Aim of the exercise
Collect all lines from the listing that include the string "BTreeMap".

Source information
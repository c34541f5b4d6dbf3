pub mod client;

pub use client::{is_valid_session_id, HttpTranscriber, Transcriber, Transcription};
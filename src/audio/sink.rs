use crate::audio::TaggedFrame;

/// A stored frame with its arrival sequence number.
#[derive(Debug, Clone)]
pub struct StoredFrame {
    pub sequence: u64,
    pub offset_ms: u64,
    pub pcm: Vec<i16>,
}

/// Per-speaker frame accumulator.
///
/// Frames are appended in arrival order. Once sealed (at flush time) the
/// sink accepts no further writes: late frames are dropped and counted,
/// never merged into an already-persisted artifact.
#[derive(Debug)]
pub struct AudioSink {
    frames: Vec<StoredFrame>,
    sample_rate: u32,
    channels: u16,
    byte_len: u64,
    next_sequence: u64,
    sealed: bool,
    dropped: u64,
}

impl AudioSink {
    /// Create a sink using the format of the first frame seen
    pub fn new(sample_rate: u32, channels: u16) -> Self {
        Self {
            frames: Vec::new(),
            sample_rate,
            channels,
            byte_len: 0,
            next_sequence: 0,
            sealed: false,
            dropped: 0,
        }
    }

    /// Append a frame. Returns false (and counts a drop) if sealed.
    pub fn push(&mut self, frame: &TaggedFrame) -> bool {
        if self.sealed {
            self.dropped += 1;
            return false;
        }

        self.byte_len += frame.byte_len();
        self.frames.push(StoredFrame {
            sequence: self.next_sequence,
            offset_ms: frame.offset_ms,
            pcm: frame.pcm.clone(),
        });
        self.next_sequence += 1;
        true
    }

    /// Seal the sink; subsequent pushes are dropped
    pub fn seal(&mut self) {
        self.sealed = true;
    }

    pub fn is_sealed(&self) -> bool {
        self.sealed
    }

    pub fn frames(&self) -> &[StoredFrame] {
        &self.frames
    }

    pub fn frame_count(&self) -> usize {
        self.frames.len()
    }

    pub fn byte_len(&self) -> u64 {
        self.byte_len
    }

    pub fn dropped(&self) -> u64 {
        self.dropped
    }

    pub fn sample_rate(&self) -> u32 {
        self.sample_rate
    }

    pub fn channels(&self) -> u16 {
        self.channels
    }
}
...
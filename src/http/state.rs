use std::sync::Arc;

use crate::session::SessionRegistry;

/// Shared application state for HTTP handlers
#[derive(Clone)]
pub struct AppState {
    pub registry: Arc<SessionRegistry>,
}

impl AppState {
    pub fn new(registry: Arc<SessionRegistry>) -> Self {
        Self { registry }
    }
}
--
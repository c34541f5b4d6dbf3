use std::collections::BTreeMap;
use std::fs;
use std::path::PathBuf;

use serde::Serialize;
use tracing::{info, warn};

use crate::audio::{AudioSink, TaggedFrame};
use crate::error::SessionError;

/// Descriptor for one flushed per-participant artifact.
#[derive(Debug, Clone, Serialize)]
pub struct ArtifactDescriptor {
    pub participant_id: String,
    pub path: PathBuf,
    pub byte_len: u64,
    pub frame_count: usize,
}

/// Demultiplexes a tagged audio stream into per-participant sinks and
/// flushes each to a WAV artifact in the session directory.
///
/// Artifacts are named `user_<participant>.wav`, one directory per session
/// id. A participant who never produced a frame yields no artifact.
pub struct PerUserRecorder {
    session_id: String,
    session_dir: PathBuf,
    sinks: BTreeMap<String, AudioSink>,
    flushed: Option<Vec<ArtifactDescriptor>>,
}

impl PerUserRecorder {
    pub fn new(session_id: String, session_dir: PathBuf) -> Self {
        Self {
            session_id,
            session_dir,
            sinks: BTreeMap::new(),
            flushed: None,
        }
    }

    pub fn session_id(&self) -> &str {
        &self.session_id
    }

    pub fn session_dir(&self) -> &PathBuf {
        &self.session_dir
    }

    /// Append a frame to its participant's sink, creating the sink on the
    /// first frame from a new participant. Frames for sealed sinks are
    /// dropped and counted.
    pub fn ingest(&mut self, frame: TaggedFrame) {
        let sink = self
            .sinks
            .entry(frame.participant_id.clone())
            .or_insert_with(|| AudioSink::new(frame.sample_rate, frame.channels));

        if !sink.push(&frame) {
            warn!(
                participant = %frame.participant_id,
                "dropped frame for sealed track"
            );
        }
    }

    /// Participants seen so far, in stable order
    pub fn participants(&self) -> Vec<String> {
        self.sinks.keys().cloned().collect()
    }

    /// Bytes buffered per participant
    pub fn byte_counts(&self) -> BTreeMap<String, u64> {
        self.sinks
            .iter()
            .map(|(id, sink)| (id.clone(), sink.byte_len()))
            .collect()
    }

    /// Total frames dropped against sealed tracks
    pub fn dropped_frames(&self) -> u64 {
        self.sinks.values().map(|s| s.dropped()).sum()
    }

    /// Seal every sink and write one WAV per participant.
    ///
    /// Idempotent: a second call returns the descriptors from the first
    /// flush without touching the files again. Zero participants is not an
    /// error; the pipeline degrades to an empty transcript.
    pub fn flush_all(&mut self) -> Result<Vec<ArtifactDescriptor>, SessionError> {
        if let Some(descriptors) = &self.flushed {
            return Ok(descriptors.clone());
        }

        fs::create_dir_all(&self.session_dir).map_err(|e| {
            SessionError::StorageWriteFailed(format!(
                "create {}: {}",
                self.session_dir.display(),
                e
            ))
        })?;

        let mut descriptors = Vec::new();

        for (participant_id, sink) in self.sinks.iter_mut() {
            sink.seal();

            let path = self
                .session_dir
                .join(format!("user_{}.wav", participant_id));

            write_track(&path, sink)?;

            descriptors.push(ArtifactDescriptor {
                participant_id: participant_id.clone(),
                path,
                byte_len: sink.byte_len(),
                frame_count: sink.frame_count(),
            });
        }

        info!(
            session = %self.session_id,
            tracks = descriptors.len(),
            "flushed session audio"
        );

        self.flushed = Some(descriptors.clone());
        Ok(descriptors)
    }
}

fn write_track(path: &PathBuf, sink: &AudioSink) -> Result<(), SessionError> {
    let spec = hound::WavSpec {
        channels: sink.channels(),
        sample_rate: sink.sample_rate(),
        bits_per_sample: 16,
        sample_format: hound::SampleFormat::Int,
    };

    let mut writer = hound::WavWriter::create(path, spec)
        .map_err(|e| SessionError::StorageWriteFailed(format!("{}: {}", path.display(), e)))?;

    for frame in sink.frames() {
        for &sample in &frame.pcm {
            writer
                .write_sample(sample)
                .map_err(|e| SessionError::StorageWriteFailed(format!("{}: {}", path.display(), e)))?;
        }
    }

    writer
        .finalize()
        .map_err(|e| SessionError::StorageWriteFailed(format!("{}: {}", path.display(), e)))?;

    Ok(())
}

Solution for this exercise
use std::collections::BTreeMap;
    sinks: BTreeMap<String, AudioSink>,
            sinks: BTreeMap::new(),
    pub fn byte_counts(&self) -> BTreeMap<String, u64> {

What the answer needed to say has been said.